- PROBLEM TO SOLVE
Repeat word for word every line from the one holding "to copy local" to the end of the material below.

- DATA

//! Key manager: the one place that creates, loads and destroys the journal key.
//!
//! Two key modes exist. A device key is random and persisted in exportable
//! form. A password key is re-derived on demand from the user's password and
//! a persisted salt; the key itself is never stored.

use std::sync::Arc;

use secrecy::{ExposeSecret, SecretString};
use tracing::{debug, info, warn};

use super::key::{derive_key, SymmetricKey, SALT_LENGTH};
use super::password::validate_password;
use super::provider::CryptoProvider;
use crate::error::{Result, SolaceError};
use crate::state::DeviceState;

/// Phrase the user must type to authorize a key reset.
pub const RESET_PHRASE: &str = "RESET";

/// Where the journal key comes from for a session.
pub enum KeySource {
    /// The random key persisted on this device.
    Device,
    /// A key derived from the user's password and the persisted salt.
    Password(SecretString),
}

impl KeySource {
    pub fn password(password: &str) -> Self {
        KeySource::Password(SecretString::from(password.to_string()))
    }

    pub fn is_password(&self) -> bool {
        matches!(self, KeySource::Password(_))
    }
}

impl std::fmt::Debug for KeySource {
    fn fmt(&self, f: &mut std::fmt::Formatter<'_>) -> std::fmt::Result {
        match self {
            KeySource::Device => f.write_str("Device"),
            KeySource::Password(_) => f.write_str("Password([REDACTED])"),
        }
    }
}

/// The active key plus the salt it was derived with, if any.
#[derive(Debug, Clone)]
pub struct KeyMaterial {
    pub key: SymmetricKey,
    pub salt: Option<[u8; SALT_LENGTH]>,
}

/// Proof that the user typed the reset phrase. Only [`KeyManager::confirm_reset`]
/// creates one.
#[derive(Debug)]
pub struct ResetConfirmation {
    _private: (),
}

pub struct KeyManager {
    state: Arc<DeviceState>,
    provider: Arc<dyn CryptoProvider>,
}

impl KeyManager {
    pub fn new(state: Arc<DeviceState>, provider: Arc<dyn CryptoProvider>) -> Self {
        Self { state, provider }
    }

    /// Return the stored device key, generating and persisting one on first use.
    ///
    /// # Errors
    ///
    /// Any store or provider failure is reported as `KeyUnavailable`. A stored
    /// key that cannot be parsed is never silently replaced.
    pub fn get_or_create_device_key(&self) -> Result<SymmetricKey> {
        self.load_or_generate_device_key().map_err(into_key_unavailable)
    }

    fn load_or_generate_device_key(&self) -> Result<SymmetricKey> {
        if let Some(exported) = self.state.exported_key()? {
            return SymmetricKey::import(&exported);
        }

        let key = SymmetricKey::generate(self.provider.as_ref())?;
        self.state.set_exported_key(&key.export()?)?;
        info!("generated new device journal key");
        Ok(key)
    }

    /// Derive the journal key from `password`, persisting a fresh salt on first use.
    pub fn derive_key_from_password(&self, password: &str) -> Result<SymmetricKey> {
        if password.is_empty() {
            return Err(SolaceError::KeyUnavailable(
                "A password is required to derive the journal key".to_string(),
            ));
        }
        let salt = self.salt_or_generate()?;
        derive_key(self.provider.as_ref(), password, &salt)
    }

    fn salt_or_generate(&self) -> Result<[u8; SALT_LENGTH]> {
        if let Some(salt) = self.state.salt()? {
            return Ok(salt);
        }
        let mut salt = [0u8; SALT_LENGTH];
        self.provider.fill_random(&mut salt)?;
        self.state.set_salt(&salt)?;
        debug!("persisted new key derivation salt");
        Ok(salt)
    }

    /// True iff a password salt is persisted on this device.
    pub fn is_password_protected(&self) -> Result<bool> {
        Ok(self.state.salt()?.is_some())
    }

    /// Switch this device to password mode.
    ///
    /// Entries already sealed under the device key are not re-encrypted and
    /// will no longer open once the password key is in use.
    pub fn enable_password(&self, password: &str) -> Result<SymmetricKey> {
        validate_password(password)?;
        let key = self.derive_key_from_password(password)?;
        self.state.set_password_enabled()?;
        info!("password protection enabled");
        Ok(key)
    }

    /// Check the typed phrase and hand out a reset token.
    pub fn confirm_reset(phrase: &str) -> Result<ResetConfirmation> {
        if phrase.trim() == RESET_PHRASE {
            Ok(ResetConfirmation { _private: () })
        } else {
            Err(SolaceError::InvalidInput(format!(
                "Type {} to confirm the key reset",
                RESET_PHRASE
            )))
        }
    }

    /// Irreversibly delete the key, the salt and the password flag.
    ///
    /// Every record sealed under the old key becomes permanently unreadable.
    pub fn reset_key(&self, _confirmation: ResetConfirmation) -> Result<()> {
        self.state.clear_key_material()?;
        warn!("journal key material deleted; existing entries are no longer readable");
        Ok(())
    }

    /// Resolve the active key for `source`.
    ///
    /// # Errors
    ///
    /// Returns `KeyUnavailable` when device mode is requested on a
    /// password-protected device, since no password is available to re-derive
    /// the key.
    pub fn resolve(&self, source: &KeySource) -> Result<KeyMaterial> {
        match source {
            KeySource::Device => {
                if self.is_password_protected().map_err(into_key_unavailable)? {
                    return Err(SolaceError::KeyUnavailable(
                        "Journal is password protected; a password is required".to_string(),
                    ));
                }
                Ok(KeyMaterial {
                    key: self.get_or_create_device_key()?,
                    salt: None,
                })
            }
            KeySource::Password(password) => {
                let key = self.derive_key_from_password(password.expose_secret())?;
                Ok(KeyMaterial {
                    key,
                    salt: self.state.salt()?,
                })
            }
        }
    }
}

impl std::fmt::Debug for KeyManager {
    fn fmt(&self, f: &mut std::fmt::Formatter<'_>) -> std::fmt::Result {
        f.debug_struct("KeyManager").finish_non_exhaustive()
    }
}

fn into_key_unavailable(err: SolaceError) -> SolaceError {
    match err {
        SolaceError::KeyUnavailable(_) => err,
        other => SolaceError::KeyUnavailable(other.to_string()),
    }
}

#[cfg(test)]
mod tests {
    use super::*;
    use crate::crypto::SystemCrypto;
    use crate::storage::keys;
    use crate::storage::{LocalStore, MemoryLocalStore};

    struct BrokenStore;

    impl LocalStore for BrokenStore {
        fn get(&self, _key: &str) -> Result<Option<String>> {
            Err(SolaceError::PersistenceFailed("storage disabled".to_string()))
        }
        fn set(&self, _key: &str, _value: &str) -> Result<()> {
            Err(SolaceError::PersistenceFailed("storage disabled".to_string()))
        }
        fn remove(&self, _key: &str) -> Result<()> {
            Ok(())
        }
    }

    fn manager() -> (KeyManager, Arc<DeviceState>) {
        let state = Arc::new(DeviceState::new(Arc::new(MemoryLocalStore::new())));
        (
            KeyManager::new(Arc::clone(&state), Arc::new(SystemCrypto)),
            state,
        )
    }

    #[test]
    fn test_device_key_is_created_once() {
        let (manager, state) = manager();
        let first = manager.get_or_create_device_key().unwrap();
        let second = manager.get_or_create_device_key().unwrap();

        assert_eq!(first, second);
        assert!(state.exported_key().unwrap().is_some());
    }

    #[test]
    fn test_store_failure_is_key_unavailable() {
        let state = Arc::new(DeviceState::new(Arc::new(BrokenStore)));
        let manager = KeyManager::new(state, Arc::new(SystemCrypto));

        let err = manager.get_or_create_device_key().unwrap_err();
        assert!(matches!(err, SolaceError::KeyUnavailable(_)));
    }

    #[test]
    fn test_corrupt_stored_key_is_not_replaced() {
        let (manager, state) = manager();
        state.local().set(keys::ENCRYPTION_KEY, "not a key").unwrap();

        assert!(matches!(
            manager.get_or_create_device_key(),
            Err(SolaceError::KeyUnavailable(_))
        ));
        assert_eq!(
            state.exported_key().unwrap().as_deref(),
            Some("not a key")
        );
    }

    #[test]
    fn test_password_key_reuses_salt() {
        let (manager, _state) = manager();
        assert!(!manager.is_password_protected().unwrap());

        let first = manager.derive_key_from_password("correct horse").unwrap();
        assert!(manager.is_password_protected().unwrap());
        let second = manager.derive_key_from_password("correct horse").unwrap();
        let other = manager.derive_key_from_password("wrong horse").unwrap();

        assert_eq!(first, second);
        assert_ne!(first, other);
    }

    #[test]
    fn test_enable_password_validates_and_sets_flag() {
        let (manager, state) = manager();
        assert!(manager.enable_password("short").is_err());
        assert!(!manager.is_password_protected().unwrap());

        manager.enable_password("long enough password").unwrap();
        assert!(state.password_enabled().unwrap());
    }

    #[test]
    fn test_confirm_reset_requires_exact_phrase() {
        assert!(KeyManager::confirm_reset("reset").is_err());
        assert!(KeyManager::confirm_reset("yes").is_err());
        assert!(KeyManager::confirm_reset("RESET").is_ok());
    }

    #[test]
    fn test_reset_key_yields_new_device_key() {
        let (manager, state) = manager();
        let before = manager.get_or_create_device_key().unwrap();
        manager.enable_password("long enough password").unwrap();

        manager
            .reset_key(KeyManager::confirm_reset(RESET_PHRASE).unwrap())
            .unwrap();

        assert!(!manager.is_password_protected().unwrap());
        assert!(!state.password_enabled().unwrap());
        let after = manager.get_or_create_device_key().unwrap();
        assert_ne!(before, after);
    }

    #[test]
    fn test_device_mode_on_protected_device_fails_fast() {
        let (manager, _state) = manager();
        manager.enable_password("long enough password").unwrap();

        let err = manager.resolve(&KeySource::Device).unwrap_err();
        assert!(matches!(err, SolaceError::KeyUnavailable(_)));

        let material = manager
            .resolve(&KeySource::password("long enough password"))
            .unwrap();
        assert!(material.salt.is_some());
    }

    #[test]
    fn test_key_source_debug_redacts_password() {
        let debug = format!("{:?}", KeySource::password("hunter22hunter22"));
        assert!(!debug.contains("hunter22"));
    }
}
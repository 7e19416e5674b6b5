//! Password input from `SOLACE_PASSWORD` or an interactive prompt.

use dialoguer::Password;
use zeroize::Zeroizing;

use crate::constants::PASSWORD_ENV;
use crate::errors::CliError;

fn password_from_env() -> Option<Zeroizing<String>> {
    std::env::var(PASSWORD_ENV)
        .ok()
        .filter(|value| !value.trim().is_empty())
        .map(Zeroizing::new)
}

/// Password used to derive the key of a protected journal.
pub fn prompt_password(interactive: bool) -> anyhow::Result<Zeroizing<String>> {
    if let Some(password) = password_from_env() {
        return Ok(password);
    }
    if !interactive {
        return Err(CliError::auth_failed_with_hint(
            "This journal is password protected and no password was provided.",
            "Hint: Set SOLACE_PASSWORD or run without --no-input.",
        )
        .into());
    }
    Password::new()
        .with_prompt("Password")
        .interact()
        .map(Zeroizing::new)
        .map_err(|e| anyhow::anyhow!("Failed to read password: {}", e))
}

/// Prompt for a new password with confirmation.
pub fn prompt_new_password(interactive: bool) -> anyhow::Result<Zeroizing<String>> {
    if let Some(password) = password_from_env() {
        return Ok(password);
    }
    if !interactive {
        return Err(CliError::invalid_input(format!(
            "No password provided and no TTY available. Set {}.",
            PASSWORD_ENV
        ))
        .into());
    }
    Password::new()
        .with_prompt("New password")
        .with_confirmation("Confirm password", "Passwords do not match")
        .interact()
        .map(Zeroizing::new)
        .map_err(|e| anyhow::anyhow!("Failed to read password: {}", e))
}
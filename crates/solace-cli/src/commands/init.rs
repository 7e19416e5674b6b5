use std::path::PathBuf;

use serde_json::json;
use solace_core::KeySource;

use crate::app::{prompt_new_password, AppContext};
use crate::cli::InitArgs;
use crate::config::{default_store_path, write_config, SecurityMode, SolaceConfig};
use crate::errors::CliError;
use crate::ui::{hint, print, print_json, receipt};

pub fn handle_init(ctx: &AppContext<'_>, args: &InitArgs) -> anyhow::Result<()> {
    let config_path = ctx.config_path()?;
    if config_path.exists() && !args.force {
        return Err(CliError::invalid_input(format!(
            "Config already exists at {}. Use --force to overwrite it.",
            config_path.display()
        ))
        .into());
    }

    let store_path = match &args.store {
        Some(path) => PathBuf::from(path),
        None => default_store_path()?,
    };
    let mut config = SolaceConfig::new(
        store_path,
        args.remote.as_ref().map(PathBuf::from),
        args.user_id.clone(),
    );
    if args.password {
        config.security.mode = SecurityMode::Password;
    }
    write_config(&config_path, &config)?;

    let state = ctx.open_state()?;
    let device_id = state.device_id()?;
    if args.password {
        let password = prompt_new_password(ctx.interactive())?;
        let orchestrator = ctx.build_orchestrator(state, KeySource::password(&password))?;
        orchestrator.keys().enable_password(&password)?;
    } else {
        let orchestrator = ctx.build_orchestrator(state, KeySource::Device)?;
        orchestrator.keys().get_or_create_device_key()?;
    }

    let ui = ctx.ui();
    if ui.mode.is_json() {
        return print_json(&json!({
            "config": config_path,
            "store": config.store.path,
            "remote": config.remote.path,
            "device_id": device_id,
            "key_mode": config.security.mode,
        }));
    }
    if ctx.quiet() {
        return Ok(());
    }

    print(
        ui,
        &receipt(
            ui,
            "Solace initialized",
            &[
                ("Config", config_path.display().to_string()),
                ("Store", config.store.path.clone()),
                ("Device ID", device_id),
                ("Key mode", key_mode_label(config.security.mode).to_string()),
            ],
        ),
    );
    if config.remote.enabled {
        print(
            ui,
            &hint(ui, "Run `solace migrate` to copy local data to the remote store."),
        );
    }
    Ok(())
}

pub(crate) fn key_mode_label(mode: SecurityMode) -> &'static str {
    match mode {
        SecurityMode::Device => "device",
        SecurityMode::Password => "password",
    }
}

- ANSWER SECTION
            &hint(ui, "Run `solace migrate` to copy local data to the remote store."),
        );
    }
    Ok(())
}

pub(crate) fn key_mode_label(mode: SecurityMode) -> &'static str {
    match mode {
        SecurityMode::Device => "device",
        SecurityMode::Password => "password",
    }
}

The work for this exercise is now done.